Roland Essmaker was born March 24, 1916 in Richmond, Indiana. These were difficult times in America. His mother died during the flu epidemic in 1919. Roland and his brother Alvin were living in St. Vincent’s orphanage while his father was in Davenport, Iowa studying to become a Chiropractor. About three years later he opened an office in Richmond Indiana and brought Roland and his brother back to live with him. Times were still hard, and Chiropractic was new and not generally accepted. Roland and his brother helped by selling newspapers. In 1933 Roland went to work with the Civilian Conservation Corps, a government work force, where he received food and clothing and lived in army type barracks. He received $5.00 a month, and $25.00 a month was sent to his father.
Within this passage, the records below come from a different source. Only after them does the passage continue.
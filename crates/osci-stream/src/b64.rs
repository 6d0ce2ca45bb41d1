#![forbid(unsafe_code)]

//! Base64 helpers tolerant of the whitespace MIME and XML producers insert.

use base64::Engine;
use osci_core::Error;

/// Decode base64, ignoring any embedded whitespace.
pub fn decode(data: &[u8]) -> Result<Vec<u8>, Error> {
    let filtered: Vec<u8> = data
        .iter()
        .copied()
        .filter(|b| !b.is_ascii_whitespace())
        .collect();
    base64::engine::general_purpose::STANDARD
        .decode(&filtered)
        .map_err(|e| Error::Base64(e.to_string()))
}

/// Decode a base64 string value from XML text content.
pub fn decode_str(text: &str) -> Result<Vec<u8>, Error> {
    decode(text.as_bytes())
}

/// Encode to standard base64 without line breaks.
pub fn encode(data: &[u8]) -> String {
    base64::engine::general_purpose::STANDARD.encode(data)
}

#[cfg(test)]
mod tests {
    use super::*;

    #[test]
    fn roundtrip() {
        assert_eq!(decode(encode(b"hello").as_bytes()).unwrap(), b"hello");
    }

    #[test]
    fn whitespace_tolerated() {
        assert_eq!(decode(b"aGVs\r\n bG8=\n").unwrap(), b"hello");
    }

    #[test]
    fn invalid_input_rejected() {
        assert!(decode(b"!!not base64!!").is_err());
    }
}
impl ContentContainerBuilder {
    pub fn new(ev: &StartEvent<'_>) -> Self {
        Self {
            container: ContentContainer {
                name: ev.attr(ns::attr::NAME).map(str::to_owned),
                ..Default::default()
            },
            pending: None,
            capture: TextCapture::default(),
        }
    }
}

impl ElementHandler for ContentContainerBuilder {
    fn start_element(
        &mut self,
        ev: &StartEvent<'_>,
        _ctx: &mut ParseContext<'_>,
    ) -> Result<Transition> {
        match (ev.ns, ev.local) {
            (ns::OSCI, ns::node::CONTENT) => {
                self.pending = Some(PendingContent {
                    id: ev.id().map(str::to_owned),
                    href: ev.attr(ns::attr::HREF).map(str::to_owned),
                    inline: None,
                    nested: false,
                });
                Ok(Transition::Stay)
            }
            (ns::OSCI, ns::node::BASE64_CONTENT) => {
                self.capture.open();
                Ok(Transition::Stay)
            }
            (ns::OSCI, ns::node::CONTENT_CONTAINER) => {
                Ok(Transition::Push(Box::new(ContentContainerBuilder::new(ev))))
            }
            (ns::XENC, ns::node::ENCRYPTED_DATA) => {
                Ok(Transition::Push(Box::new(EncryptedDataBuilder::new(ev))))
            }
            _ => Err(Error::UnexpectedElement(ev.qname.to_owned())),
        }
    }

    fn end_element(
        &mut self,
        _qname: &str,
        local: &str,
        _ctx: &mut ParseContext<'_>,
    ) -> Result<Transition> {
        match local {
            ns::node::BASE64_CONTENT => {
                let text = self.capture.take().unwrap_or_default();
                let bytes = b64::decode_str(&text)?;
                let data = String::from_utf8(bytes).map_err(|e| {
                    Error::XmlStructure(format!("Base64Content is not UTF-8: {e}"))
                })?;
                if let Some(pending) = &mut self.pending {
                    pending.inline = Some(data);
                }
                Ok(Transition::Stay)
            }
            ns::node::CONTENT => {
                let pending = self
                    .pending
                    .take()
                    .ok_or_else(|| Error::UnexpectedEndTag(local.to_owned()))?;
                if let Some(href) = pending.href {
                    let content_id = href.strip_prefix("cid:").unwrap_or(&href).to_owned();
                    self.container.contents.push(Content::AttachmentRef {
                        id: pending.id,
                        content_id,
                    });
                } else if let Some(data) = pending.inline {
                    self.container.contents.push(Content::Inline {
                        id: pending.id,
                        data,
                    });
                } else if !pending.nested {
                    return Err(Error::MissingElement(format!(
                        "content data in Content{}",
                        pending.id.map(|i| format!(" {i}")).unwrap_or_default()
                    )));
                }
                Ok(Transition::Stay)
            }
            ns::node::CONTENT_CONTAINER => Ok(Transition::Pop(BuiltPart::Container(Box::new(
                std::mem::take(&mut self.container),
            )))),
            _ => Err(Error::UnexpectedEndTag(local.to_owned())),
        }
    }

    fn characters(&mut self, text: &str, _ctx: &mut ParseContext<'_>) -> Result<()> {
        capture_or_whitespace(&mut self.capture, text)
    }

    fn child_complete(&mut self, part: BuiltPart, _ctx: &mut ParseContext<'_>) -> Result<()> {
        match part {
            BuiltPart::Container(inner) => {
                match &mut self.pending {
                    Some(pending) => {
                        pending.nested = true;
                        self.container.contents.push(Content::Container(*inner));
                    }
                    None => {
                        return Err(Error::XmlStructure(
                            "ContentContainer outside Content".into(),
                        ));
                    }
                }
                Ok(())
            }
            BuiltPart::EncryptedData(enc) => {
                self.container.encrypted_data.push(*enc);
                Ok(())
            }
            _ => Err(Error::XmlStructure("unexpected child in container".into())),
        }
    }
}

// ── EncryptedData ────────────────────────────────────────────────────

#[derive(Debug, Clone, Copy, PartialEq, Eq)]
enum EdState {
    Root,
    KeyInfo,
    EncKey,
    EncKeyMethod,
    EncKeyKeyInfo,
    EncKeyX509,
    EncKeyCipherData,
    CipherData,
}

/// Builder for an `xenc:EncryptedData` entry: the transport envelope's body
/// or an end-to-end encrypted container.
pub struct EncryptedDataBuilder {
    data: EncryptedDataOsci,
    state: EdState,
    current_key: Option<EncryptedKeyOsci>,
    capture: TextCapture,
    cipher_seen: bool,
}

impl EncryptedDataBuilder {
    pub fn new(ev: &StartEvent<'_>) -> Self {
        Self {
            data: EncryptedDataOsci {
                id: ev.id().map(str::to_owned),
                enc_method_uri: String::new(),
                keys: Vec::new(),
                cipher: CipherSource::Value(Vec::new()),
            },
            state: EdState::Root,
            current_key: None,
            capture: TextCapture::default(),
            cipher_seen: false,
        }
    }
}
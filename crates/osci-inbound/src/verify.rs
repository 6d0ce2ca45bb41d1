#![forbid(unsafe_code)]

//! Signature verification over a parsed message.
//!
//! Coverage comes first: every element marked signature-relevant during the
//! parse must be hashed, the reference count must match the digest count
//! exactly, and after matching no hashed element may remain unreferenced.
//! Only then the signer certificate is resolved, its key usage checked, and
//! the captured `SignedInfo` bytes verified against the signature value.
//! Failures report as protocol codes 9602 (coverage) and 9601
//! (cryptographic); diagnostic detail stays in the log.

use crate::dialog::DialogHandler;
use osci_core::{Error, Result};
use osci_keys::OsciCertificate;
use osci_message::OsciMessage;

/// Verify the message's signature header.  `Ok(())` means the signature is
/// valid and covers the message exactly.
pub fn verify_signature(msg: &OsciMessage, dialog: Option<&DialogHandler>) -> Result<()> {
    let signature = msg
        .signature
        .as_ref()
        .ok_or_else(|| Error::SignatureCoverage("message carries no signature".into()))?;

    // 1. Every tracked element must have been hashed.
    for id in &msg.signed_element_ids {
        if !msg.digests.contains_key(id) {
            return Err(Error::SignatureCoverage(format!(
                "element {id} was never hashed"
            )));
        }
    }

    // 2. Reference count and digest count must match exactly.
    if msg.digests.len() != signature.references.len() {
        return Err(Error::SignatureCoverage(format!(
            "{} references for {} hashed elements",
            signature.references.len(),
            msg.digests.len()
        )));
    }

    // 3. Byte-exact digest comparison, consuming entries as they match.
    let mut remaining = msg.digests.clone();
    for reference in &signature.references {
        match remaining.remove(&reference.id) {
            None => {
                return Err(Error::SignatureCoverage(format!(
                    "reference {} has no parsed digest",
                    reference.id
                )));
            }
            Some(parsed) => {
                if parsed != reference.digest_value {
                    tracing::debug!(reference = %reference.id, "digest mismatch");
                    return Err(Error::SignatureInvalid("signature invalid".into()));
                }
            }
        }
    }

    // 4. No hashed-but-unreferenced elements may remain.
    if !remaining.is_empty() {
        return Err(Error::SignatureCoverage(
            "unsigned extra elements present".into(),
        ));
    }

    // 5. Resolve the signer certificate and check its key usage.
    let cert = resolve_signer_cert(msg, dialog)?;
    if !cert.allows_signing()? {
        return Err(Error::Certificate(
            "signer certificate does not permit signing".into(),
        ));
    }

    // 6. Verify SignedInfo against the signature value.  Errors at the
    // crypto boundary convert to a plain failure.
    let signed_info = signature
        .signed_info
        .as_deref()
        .ok_or_else(|| Error::SignatureCoverage("SignedInfo bytes not captured".into()))?;
    let valid = osci_crypto::sign::from_uri(&signature.algorithm)
        .and_then(|alg| {
            let key = cert.public_key()?;
            alg.verify(&key, signed_info, &signature.value)
        })
        .unwrap_or(false);
    if !valid {
        tracing::debug!(algorithm = %signature.algorithm, "SignedInfo verification failed");
        return Err(Error::SignatureInvalid("signature invalid".into()));
    }
    Ok(())
}

/// Resolve the signer certificate: by value from `KeyInfo`, via a
/// retrieval reference into the certificate headers, or from the dialog
/// partner (supplier for responses, client for requests).
fn resolve_signer_cert(
    msg: &OsciMessage,
    dialog: Option<&DialogHandler>,
) -> Result<OsciCertificate> {
    let signature = msg
        .signature
        .as_ref()
        .ok_or_else(|| Error::SignatureCoverage("message carries no signature".into()))?;

    if let Some(der) = &signature.certificate_der {
        return OsciCertificate::from_der(der.clone());
    }

    if let Some(uri) = &signature.retrieval_uri {
        let wanted = uri.strip_prefix('#').unwrap_or(uri);
        for header in msg
            .non_intermediary_certificates
            .iter()
            .chain(msg.intermediary_certificates.iter())
        {
            for entry in &header.entries {
                if entry.id == wanted {
                    return OsciCertificate::from_der(entry.der.clone());
                }
            }
        }
        return Err(Error::Certificate(format!(
            "retrieval reference {uri} resolves to no certificate"
        )));
    }

    if let Some(dialog) = dialog {
        let role = if msg.message_type.is_response() {
            &dialog.supplier
        } else {
            &dialog.client
        };
        if let Some(cert) = role.signature_cert() {
            return Ok(cert.clone());
        }
    }
    Err(Error::Certificate("no signer certificate available".into()))
}

#[cfg(test)]
mod tests {
    use super::*;
    use osci_core::algorithm;
    use osci_message::msg::OsciMessageType;
    use osci_message::signature::{SignatureHeader, SignatureReference};

    fn signed_message() -> OsciMessage {
        let mut msg = OsciMessage::new(OsciMessageType::StoreDelivery);
        msg.digests
            .insert("controlblock".into(), vec![1, 2, 3]);
        msg.signed_element_ids = vec!["controlblock".into()];
        msg.signature = Some(SignatureHeader {
            algorithm: algorithm::RSA_SHA256.into(),
            references: vec![SignatureReference {
                id: "controlblock".into(),
                digest_uri: algorithm::SHA256.into(),
                digest_value: vec![1, 2, 3],
            }],
            ..Default::default()
        });
        msg
    }

    #[test]
    fn unhashed_tracked_element_fails_with_coverage_error() {
        let mut msg = signed_message();
        msg.signed_element_ids.push("body".into());
        let err = verify_signature(&msg, None).unwrap_err();
        assert!(matches!(err, Error::SignatureCoverage(_)));
        assert_eq!(err.protocol_code(), Some("9602"));
    }

    #[test]
    fn reference_count_mismatch_fails_closed() {
        let mut msg = signed_message();
        msg.digests.insert("body".into(), vec![9]);
        msg.signed_element_ids.push("body".into());
        let err = verify_signature(&msg, None).unwrap_err();
        assert!(matches!(err, Error::SignatureCoverage(_)));
    }

    #[test]
    fn digest_mismatch_is_a_9601_failure() {
        let mut msg = signed_message();
        msg.digests.insert("controlblock".into(), vec![9, 9, 9]);
        let err = verify_signature(&msg, None).unwrap_err();
        assert!(matches!(err, Error::SignatureInvalid(_)));
        assert_eq!(err.protocol_code(), Some("9601"));
    }

    #[test]
    fn unknown_reference_fails_with_coverage_error() {
        let mut msg = signed_message();
        msg.digests.remove("controlblock");
        msg.digests.insert("other".into(), vec![1, 2, 3]);
        msg.signed_element_ids = vec!["other".into()];
        let err = verify_signature(&msg, None).unwrap_err();
        assert!(matches!(err, Error::SignatureCoverage(_)));
    }
}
It was about this time that Roland became interested in body building from reading Bernarr Macfadden’s magazine, Physical Culture, and Bob Hoffman’s Strength and Health magazine. The cheapest set of barbells advertised, was a 205 pound Milo set that cost $10.00. This was more than he could afford. With the information he got from reading the magazines he put together his own body building course. Using window sash weights and other scrap from a local junk yard he worked out. Later he obtained mail order courses from Earl Liederman and Lionel Strongfort. His gains were slow as he trained with his home made equipment and saved his money to buy a real barbell set. He now had a job as a sign painter and was making $6.00 a week, working six days a week. From there he went to work at a bus body manufacturer. He was now making abut $40.00 a week and was supplementing his workouts by lifting sections of the bus part before they were assembled. Roland later met a body builder named Paul Hamilton. They pooled together their equipment and worked out together for several years. Their workouts were mostly body building with a little olympic lifting added one day a week.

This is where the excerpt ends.